Jules Verne - deux œuvres peu connues

 

 

L'œuvre de Jules Verne (Nantes 8.2.1828 / Amiens 24.3.1905) est considérable. Mais tous ses écrits n'ont pas la notoriété du « Tour du monde en 80 jours », de « Cinq semaines en ballon », de « Vint mille lieues sous les mers », de « Michel Strogoff » etc. Voici deux livres peu connus :

 

L'Archipel en feu :

Livre publié en 1884. J'ai cherché ce livre en 2005, année où, en France, on faisait grand cas de Jules Verne à l'occasion du centenaire de sa mort. Tant en librairies que dans les bibliothèques de la région (Rhône-Alpes), pour celles que j'ai pu visiter, ce livre était introuvable. Pour le lire j'ai dû me rendre à Genève à la bibliothèque publique (parc des Bastions) ! En 2006, enfin, j'ai pu trouver une vieille édition de « l'Archipel en feu » chez un bouquiniste, à Paris, sur les quais de la Seine.

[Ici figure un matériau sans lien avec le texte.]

use chrono::Utc;
use std::sync::atomic::{AtomicI64, Ordering};

/// Issues record IDs that look like epoch milliseconds but never repeat.
///
/// Each ID is the largest of: the current time in milliseconds, one past the
/// last ID this generator issued, and one past the highest ID already in the
/// target collection. Two records created in the same millisecond, or by
/// another tab writing to the same store, still get distinct IDs.
#[derive(Debug, Default)]
pub struct IdGenerator {
    last_issued: AtomicI64,
}

impl IdGenerator {
    pub fn new() -> Self {
        Self::default()
    }

    /// Next ID for a collection whose highest existing ID is `existing_max`
    pub fn next_id(&self, existing_max: Option<i64>) -> i64 {
        self.next_id_at(Utc::now().timestamp_millis(), existing_max)
    }

    fn next_id_at(&self, now_millis: i64, existing_max: Option<i64>) -> i64 {
        let floor = existing_max.map(|max| max.saturating_add(1)).unwrap_or(i64::MIN);
        let mut last = self.last_issued.load(Ordering::SeqCst);
        loop {
            let candidate = now_millis.max(last.saturating_add(1)).max(floor);
            match self
                .last_issued
                .compare_exchange(last, candidate, Ordering::SeqCst, Ordering::SeqCst)
            {
                Ok(_) => return candidate,
                Err(actual) => last = actual,
            }
        }
    }
}

#[cfg(test)]
mod tests {
    use super::*;

    #[test]
    fn test_ids_follow_the_clock() {
        let ids = IdGenerator::new();
        assert_eq!(ids.next_id_at(1_700_000_000_000, None), 1_700_000_000_000);
        assert_eq!(ids.next_id_at(1_700_000_000_500, None), 1_700_000_000_500);
    }

    #[test]
    fn test_same_millisecond_still_unique() {
        let ids = IdGenerator::new();
        let first = ids.next_id_at(1_700_000_000_000, None);
        let second = ids.next_id_at(1_700_000_000_000, None);
        let third = ids.next_id_at(1_699_999_999_000, None);
        assert_eq!(second, first + 1);
        assert_eq!(third, first + 2);
    }

    #[test]
    fn test_stays_above_existing_records() {
        let ids = IdGenerator::new();
        // Another writer already stored a record "from the future"
        let id = ids.next_id_at(1_700_000_000_000, Some(1_800_000_000_000));
        assert_eq!(id, 1_800_000_000_001);
    }

    #[test]
    fn test_rapid_creation_never_collides() {
        let ids = IdGenerator::new();
        let mut seen = std::collections::HashSet::new();
        for _ in 0..1000 {
            assert!(seen.insert(ids.next_id(None)));
        }
    }
}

Ce livre relate les atrocités commises par les Turcs en Grèce dans les années 1820 lorsque les Grecs, après presque 4 siècles d'occupation sous la férule ottomane, se sont révoltés pour recouvrer leur liberté. (voir des extraits de Jules Verne sur mon blog dans le texte consacré à « l'indépendance de la Grèce » http://jean.delisle.over-blog.com/article-grece-independance-58616338.html). Alors bien sûr, au début du XXIe siècle, cela ne fait plus parti du « politiquement correct ». Si c'est une censure, elle est vraiment « bête et méchante ». Les Turcs d'aujourd'hui ne sont pas responsables d'événements datant de deux siècles. Est-ce que les crimes des nazis empêchent des liens d'amitiés avec les Allemands d'aujourd'hui et est-ce que ceux-ci prétendent censurer tous les écrits sur la période hitlérienne ?

Encore que..., la Bible nous conte bien les combats des Hébreux avec les occupants de la « bande de Gaza » ( les célèbres Philistins, de qui est d'ailleurs dérivé le nom de la Palestine), combats qui à l'époque s'étendirent sur 3 siècles et qui ne semblent pas terminés trois mille ans plus tard.... mais c'est une autre histoire ! Voir sur mon blog l'histoire d'Israël. http://jean.delisle.over-blog.com/article-histoire-d-israel-55889409.html

 

Famille-sans-nom :

Livre publié en 1889, à ne pas confondre avec « sans famille » d'Hector Malot.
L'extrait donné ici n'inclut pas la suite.